[Exercise inputs Boundary: Start]

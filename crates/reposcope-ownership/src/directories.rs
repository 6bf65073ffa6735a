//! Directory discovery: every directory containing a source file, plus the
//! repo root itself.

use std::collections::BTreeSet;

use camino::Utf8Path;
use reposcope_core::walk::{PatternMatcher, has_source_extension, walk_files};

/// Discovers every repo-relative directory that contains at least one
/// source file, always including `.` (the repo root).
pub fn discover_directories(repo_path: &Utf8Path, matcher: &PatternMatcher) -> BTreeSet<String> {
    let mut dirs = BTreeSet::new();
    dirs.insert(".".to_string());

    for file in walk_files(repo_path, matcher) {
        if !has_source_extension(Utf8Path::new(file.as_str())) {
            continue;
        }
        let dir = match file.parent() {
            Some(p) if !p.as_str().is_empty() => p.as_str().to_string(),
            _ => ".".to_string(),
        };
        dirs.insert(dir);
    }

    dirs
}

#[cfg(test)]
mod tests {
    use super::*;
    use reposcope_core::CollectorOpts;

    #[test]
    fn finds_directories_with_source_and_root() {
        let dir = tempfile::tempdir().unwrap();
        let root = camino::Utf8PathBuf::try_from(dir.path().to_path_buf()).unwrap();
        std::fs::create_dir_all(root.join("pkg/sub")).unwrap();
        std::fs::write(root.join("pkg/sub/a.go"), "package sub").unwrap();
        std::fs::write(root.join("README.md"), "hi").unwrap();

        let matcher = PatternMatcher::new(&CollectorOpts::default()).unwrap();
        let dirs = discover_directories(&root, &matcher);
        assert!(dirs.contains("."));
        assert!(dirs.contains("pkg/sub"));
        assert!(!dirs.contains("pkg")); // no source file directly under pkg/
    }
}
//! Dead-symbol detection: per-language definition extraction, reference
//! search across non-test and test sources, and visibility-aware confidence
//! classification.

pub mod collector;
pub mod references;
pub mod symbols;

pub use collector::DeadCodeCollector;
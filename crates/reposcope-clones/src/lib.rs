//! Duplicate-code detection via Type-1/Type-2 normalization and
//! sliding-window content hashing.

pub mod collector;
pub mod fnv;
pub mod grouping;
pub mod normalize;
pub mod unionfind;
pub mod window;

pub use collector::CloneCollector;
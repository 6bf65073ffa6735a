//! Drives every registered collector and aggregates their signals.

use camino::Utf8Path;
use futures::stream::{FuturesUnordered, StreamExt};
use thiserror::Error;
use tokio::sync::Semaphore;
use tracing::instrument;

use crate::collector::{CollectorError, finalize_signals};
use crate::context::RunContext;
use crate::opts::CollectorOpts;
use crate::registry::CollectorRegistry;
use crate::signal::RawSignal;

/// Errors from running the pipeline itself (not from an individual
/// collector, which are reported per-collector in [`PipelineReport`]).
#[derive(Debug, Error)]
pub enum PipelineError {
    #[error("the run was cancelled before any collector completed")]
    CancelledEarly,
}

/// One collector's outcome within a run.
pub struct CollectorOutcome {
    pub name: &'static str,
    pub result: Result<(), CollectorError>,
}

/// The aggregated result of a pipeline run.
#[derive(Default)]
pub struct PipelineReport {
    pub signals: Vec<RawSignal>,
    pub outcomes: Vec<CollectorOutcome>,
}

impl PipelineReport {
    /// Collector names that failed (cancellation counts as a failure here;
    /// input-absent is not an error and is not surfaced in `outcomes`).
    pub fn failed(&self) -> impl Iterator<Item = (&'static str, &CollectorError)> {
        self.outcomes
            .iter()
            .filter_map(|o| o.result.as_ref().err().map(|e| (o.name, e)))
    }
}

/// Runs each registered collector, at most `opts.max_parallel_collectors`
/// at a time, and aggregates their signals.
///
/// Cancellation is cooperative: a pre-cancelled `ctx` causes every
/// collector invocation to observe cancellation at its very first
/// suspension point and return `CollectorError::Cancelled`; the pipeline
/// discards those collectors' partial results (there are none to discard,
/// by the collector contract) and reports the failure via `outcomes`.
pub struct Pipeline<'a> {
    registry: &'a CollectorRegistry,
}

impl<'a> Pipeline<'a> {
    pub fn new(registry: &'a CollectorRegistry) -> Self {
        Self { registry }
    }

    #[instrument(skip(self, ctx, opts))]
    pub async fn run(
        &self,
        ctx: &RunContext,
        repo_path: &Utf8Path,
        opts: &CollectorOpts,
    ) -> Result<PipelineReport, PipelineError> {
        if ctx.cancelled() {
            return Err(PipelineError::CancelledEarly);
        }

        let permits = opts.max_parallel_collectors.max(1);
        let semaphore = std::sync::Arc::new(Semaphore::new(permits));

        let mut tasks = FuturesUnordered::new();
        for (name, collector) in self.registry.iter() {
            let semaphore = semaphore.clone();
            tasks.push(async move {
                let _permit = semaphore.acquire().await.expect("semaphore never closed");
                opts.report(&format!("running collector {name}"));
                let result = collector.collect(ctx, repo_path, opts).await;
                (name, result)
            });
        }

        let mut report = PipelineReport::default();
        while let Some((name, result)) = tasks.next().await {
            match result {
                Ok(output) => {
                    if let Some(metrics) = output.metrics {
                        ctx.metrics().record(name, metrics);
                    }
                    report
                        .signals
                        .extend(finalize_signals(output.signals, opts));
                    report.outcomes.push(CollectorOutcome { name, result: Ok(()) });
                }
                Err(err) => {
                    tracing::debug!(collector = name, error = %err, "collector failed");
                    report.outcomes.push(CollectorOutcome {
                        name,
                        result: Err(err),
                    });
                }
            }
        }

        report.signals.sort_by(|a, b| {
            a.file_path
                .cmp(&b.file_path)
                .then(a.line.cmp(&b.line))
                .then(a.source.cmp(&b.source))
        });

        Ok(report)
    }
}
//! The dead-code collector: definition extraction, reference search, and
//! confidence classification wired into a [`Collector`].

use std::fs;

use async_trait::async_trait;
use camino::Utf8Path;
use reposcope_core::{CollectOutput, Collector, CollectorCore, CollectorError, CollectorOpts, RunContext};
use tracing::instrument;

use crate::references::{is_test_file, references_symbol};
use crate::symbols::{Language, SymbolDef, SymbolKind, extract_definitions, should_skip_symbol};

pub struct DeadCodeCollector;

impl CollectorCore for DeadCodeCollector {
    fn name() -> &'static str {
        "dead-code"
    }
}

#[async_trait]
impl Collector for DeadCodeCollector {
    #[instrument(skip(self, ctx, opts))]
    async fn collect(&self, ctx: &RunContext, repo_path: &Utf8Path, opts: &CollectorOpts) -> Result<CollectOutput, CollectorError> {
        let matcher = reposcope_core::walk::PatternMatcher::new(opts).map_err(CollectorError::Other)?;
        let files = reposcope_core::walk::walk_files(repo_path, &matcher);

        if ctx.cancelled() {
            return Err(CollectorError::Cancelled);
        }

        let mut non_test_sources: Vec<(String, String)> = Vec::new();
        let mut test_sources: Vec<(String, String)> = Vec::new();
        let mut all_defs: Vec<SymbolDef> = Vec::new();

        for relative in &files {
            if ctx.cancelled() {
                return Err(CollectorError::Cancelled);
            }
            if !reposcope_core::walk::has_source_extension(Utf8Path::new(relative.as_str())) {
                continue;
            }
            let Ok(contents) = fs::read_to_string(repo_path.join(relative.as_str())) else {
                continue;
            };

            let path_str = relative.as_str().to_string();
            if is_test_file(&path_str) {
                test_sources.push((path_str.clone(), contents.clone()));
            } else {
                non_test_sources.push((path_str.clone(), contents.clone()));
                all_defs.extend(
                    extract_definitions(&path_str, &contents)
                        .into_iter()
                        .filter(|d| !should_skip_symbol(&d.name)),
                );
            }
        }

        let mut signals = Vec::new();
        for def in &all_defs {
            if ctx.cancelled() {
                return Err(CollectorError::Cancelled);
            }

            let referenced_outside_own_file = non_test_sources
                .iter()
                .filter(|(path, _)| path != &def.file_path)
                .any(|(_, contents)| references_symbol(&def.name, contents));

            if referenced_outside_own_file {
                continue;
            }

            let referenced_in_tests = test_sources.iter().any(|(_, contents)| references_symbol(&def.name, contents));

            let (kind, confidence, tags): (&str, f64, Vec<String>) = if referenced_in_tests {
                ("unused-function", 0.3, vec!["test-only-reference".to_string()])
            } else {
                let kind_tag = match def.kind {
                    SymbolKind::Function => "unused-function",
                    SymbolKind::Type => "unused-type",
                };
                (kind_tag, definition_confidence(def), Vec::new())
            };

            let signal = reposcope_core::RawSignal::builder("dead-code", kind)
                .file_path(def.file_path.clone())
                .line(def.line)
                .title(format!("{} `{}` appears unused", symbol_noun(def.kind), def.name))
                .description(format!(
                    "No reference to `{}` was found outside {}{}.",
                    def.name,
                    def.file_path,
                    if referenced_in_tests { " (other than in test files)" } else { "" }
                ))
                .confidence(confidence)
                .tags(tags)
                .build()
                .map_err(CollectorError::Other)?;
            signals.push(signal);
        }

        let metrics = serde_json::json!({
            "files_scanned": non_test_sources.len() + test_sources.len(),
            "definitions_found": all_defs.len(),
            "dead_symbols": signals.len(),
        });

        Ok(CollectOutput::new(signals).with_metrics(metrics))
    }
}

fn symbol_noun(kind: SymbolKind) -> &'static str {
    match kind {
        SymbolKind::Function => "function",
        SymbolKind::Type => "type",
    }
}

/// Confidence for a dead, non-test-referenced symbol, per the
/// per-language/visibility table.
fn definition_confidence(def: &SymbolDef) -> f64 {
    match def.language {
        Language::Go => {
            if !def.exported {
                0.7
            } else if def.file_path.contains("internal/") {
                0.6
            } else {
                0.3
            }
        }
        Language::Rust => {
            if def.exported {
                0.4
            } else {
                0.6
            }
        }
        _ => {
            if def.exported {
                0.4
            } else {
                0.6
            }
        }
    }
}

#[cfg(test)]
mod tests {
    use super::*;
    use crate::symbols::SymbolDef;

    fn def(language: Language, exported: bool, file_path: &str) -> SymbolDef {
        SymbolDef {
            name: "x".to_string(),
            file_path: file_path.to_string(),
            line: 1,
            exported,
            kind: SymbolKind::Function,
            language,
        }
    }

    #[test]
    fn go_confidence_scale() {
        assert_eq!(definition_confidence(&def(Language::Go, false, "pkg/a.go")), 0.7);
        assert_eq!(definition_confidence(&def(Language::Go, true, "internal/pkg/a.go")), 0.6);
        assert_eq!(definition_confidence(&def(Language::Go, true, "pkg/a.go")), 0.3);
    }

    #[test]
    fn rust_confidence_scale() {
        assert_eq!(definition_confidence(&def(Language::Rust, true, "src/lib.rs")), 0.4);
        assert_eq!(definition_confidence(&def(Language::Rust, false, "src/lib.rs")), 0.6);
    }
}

[Exercise inputs Boundary: End]

• **Problem requirements**: Retype the entries above exactly, but only from the line containing "#[derive(Debug, Error)]" through the line containing "pub struct PipelineReport", both included.

• **Task response**:
#[derive(Debug, Error)]
pub enum PipelineError {
    #[error("the run was cancelled before any collector completed")]
    CancelledEarly,
}

/// One collector's outcome within a run.
pub struct CollectorOutcome {
    pub name: &'static str,
    pub result: Result<(), CollectorError>,
}

/// The aggregated result of a pipeline run.
#[derive(Default)]
pub struct PipelineReport {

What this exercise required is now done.